*Instructions for the task*:
Please look for the string "registry" below and report every line in which it occurs.

[[ Input records, beginning ]]

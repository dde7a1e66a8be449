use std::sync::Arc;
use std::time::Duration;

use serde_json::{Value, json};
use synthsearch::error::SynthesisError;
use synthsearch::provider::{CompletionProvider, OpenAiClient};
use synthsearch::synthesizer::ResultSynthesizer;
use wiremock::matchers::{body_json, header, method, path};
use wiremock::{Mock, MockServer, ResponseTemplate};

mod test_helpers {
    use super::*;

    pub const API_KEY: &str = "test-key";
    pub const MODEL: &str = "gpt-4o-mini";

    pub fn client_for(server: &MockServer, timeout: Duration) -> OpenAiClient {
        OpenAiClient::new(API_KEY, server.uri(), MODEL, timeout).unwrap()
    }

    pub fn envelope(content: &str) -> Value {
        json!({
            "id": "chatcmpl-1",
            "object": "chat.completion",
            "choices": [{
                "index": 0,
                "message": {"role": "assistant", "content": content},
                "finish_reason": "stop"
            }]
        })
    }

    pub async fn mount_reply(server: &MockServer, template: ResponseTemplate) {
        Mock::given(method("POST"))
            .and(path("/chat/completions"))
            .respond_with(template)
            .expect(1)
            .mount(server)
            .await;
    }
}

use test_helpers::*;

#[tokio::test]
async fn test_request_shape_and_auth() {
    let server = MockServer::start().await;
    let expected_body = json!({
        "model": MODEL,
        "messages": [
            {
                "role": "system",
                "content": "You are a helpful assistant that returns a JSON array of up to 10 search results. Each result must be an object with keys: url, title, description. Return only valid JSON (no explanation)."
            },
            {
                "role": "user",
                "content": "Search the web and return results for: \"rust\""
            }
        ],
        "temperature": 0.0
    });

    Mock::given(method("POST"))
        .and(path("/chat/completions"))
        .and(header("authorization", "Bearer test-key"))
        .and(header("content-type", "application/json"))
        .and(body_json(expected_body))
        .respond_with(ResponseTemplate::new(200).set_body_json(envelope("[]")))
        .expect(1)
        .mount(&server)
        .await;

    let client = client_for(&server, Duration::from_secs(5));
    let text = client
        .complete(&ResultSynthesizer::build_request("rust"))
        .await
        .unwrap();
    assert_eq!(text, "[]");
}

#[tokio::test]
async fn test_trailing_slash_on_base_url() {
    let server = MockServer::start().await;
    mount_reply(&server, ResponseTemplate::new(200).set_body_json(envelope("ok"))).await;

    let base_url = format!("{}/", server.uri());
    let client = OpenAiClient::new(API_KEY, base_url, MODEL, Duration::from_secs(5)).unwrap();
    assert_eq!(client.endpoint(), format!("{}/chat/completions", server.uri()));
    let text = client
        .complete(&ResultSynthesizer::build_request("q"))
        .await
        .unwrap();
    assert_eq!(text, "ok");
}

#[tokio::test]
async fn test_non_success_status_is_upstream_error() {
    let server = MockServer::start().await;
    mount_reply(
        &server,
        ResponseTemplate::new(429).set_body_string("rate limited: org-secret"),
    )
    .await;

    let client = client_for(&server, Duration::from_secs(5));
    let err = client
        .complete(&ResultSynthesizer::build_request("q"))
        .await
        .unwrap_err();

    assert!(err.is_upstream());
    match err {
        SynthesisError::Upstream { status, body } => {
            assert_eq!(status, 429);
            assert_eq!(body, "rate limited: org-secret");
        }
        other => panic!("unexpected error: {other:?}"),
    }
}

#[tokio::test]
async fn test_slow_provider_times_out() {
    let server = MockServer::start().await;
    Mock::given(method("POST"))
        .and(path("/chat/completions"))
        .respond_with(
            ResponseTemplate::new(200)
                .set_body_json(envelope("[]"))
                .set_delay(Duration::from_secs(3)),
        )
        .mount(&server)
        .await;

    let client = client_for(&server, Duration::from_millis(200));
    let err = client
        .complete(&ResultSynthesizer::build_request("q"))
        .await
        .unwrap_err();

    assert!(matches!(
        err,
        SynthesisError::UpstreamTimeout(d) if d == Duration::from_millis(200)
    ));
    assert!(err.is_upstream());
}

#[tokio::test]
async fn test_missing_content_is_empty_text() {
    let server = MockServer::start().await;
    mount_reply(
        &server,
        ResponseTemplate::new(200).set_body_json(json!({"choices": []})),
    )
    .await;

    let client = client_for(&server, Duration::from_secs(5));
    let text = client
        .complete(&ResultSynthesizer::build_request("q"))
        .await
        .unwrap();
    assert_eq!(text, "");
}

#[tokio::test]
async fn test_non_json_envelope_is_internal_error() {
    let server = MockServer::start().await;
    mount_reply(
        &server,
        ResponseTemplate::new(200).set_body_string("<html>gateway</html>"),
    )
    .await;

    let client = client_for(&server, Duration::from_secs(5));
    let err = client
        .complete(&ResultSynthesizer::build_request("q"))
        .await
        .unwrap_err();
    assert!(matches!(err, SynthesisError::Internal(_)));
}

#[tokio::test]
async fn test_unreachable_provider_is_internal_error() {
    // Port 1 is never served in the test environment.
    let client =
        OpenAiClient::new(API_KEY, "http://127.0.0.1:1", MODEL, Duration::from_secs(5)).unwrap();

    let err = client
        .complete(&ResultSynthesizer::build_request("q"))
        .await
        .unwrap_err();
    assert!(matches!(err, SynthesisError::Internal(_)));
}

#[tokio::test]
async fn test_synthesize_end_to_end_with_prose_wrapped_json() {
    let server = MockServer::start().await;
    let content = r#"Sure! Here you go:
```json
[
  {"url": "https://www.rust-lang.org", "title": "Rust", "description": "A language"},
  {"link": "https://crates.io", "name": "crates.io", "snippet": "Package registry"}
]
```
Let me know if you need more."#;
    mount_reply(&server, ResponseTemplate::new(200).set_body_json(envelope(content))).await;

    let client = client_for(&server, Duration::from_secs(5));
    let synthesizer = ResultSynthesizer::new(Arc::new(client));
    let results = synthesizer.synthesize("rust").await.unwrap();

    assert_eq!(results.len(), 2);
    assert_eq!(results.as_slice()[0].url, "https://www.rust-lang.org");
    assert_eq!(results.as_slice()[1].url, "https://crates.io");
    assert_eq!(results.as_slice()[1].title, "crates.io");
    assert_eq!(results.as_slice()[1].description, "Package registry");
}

[[ Input records, end ]]

*Solution to this exercise*:
  {"link": "https://crates.io", "name": "crates.io", "snippet": "Package registry"}
    assert_eq!(results.as_slice()[1].description, "Package registry");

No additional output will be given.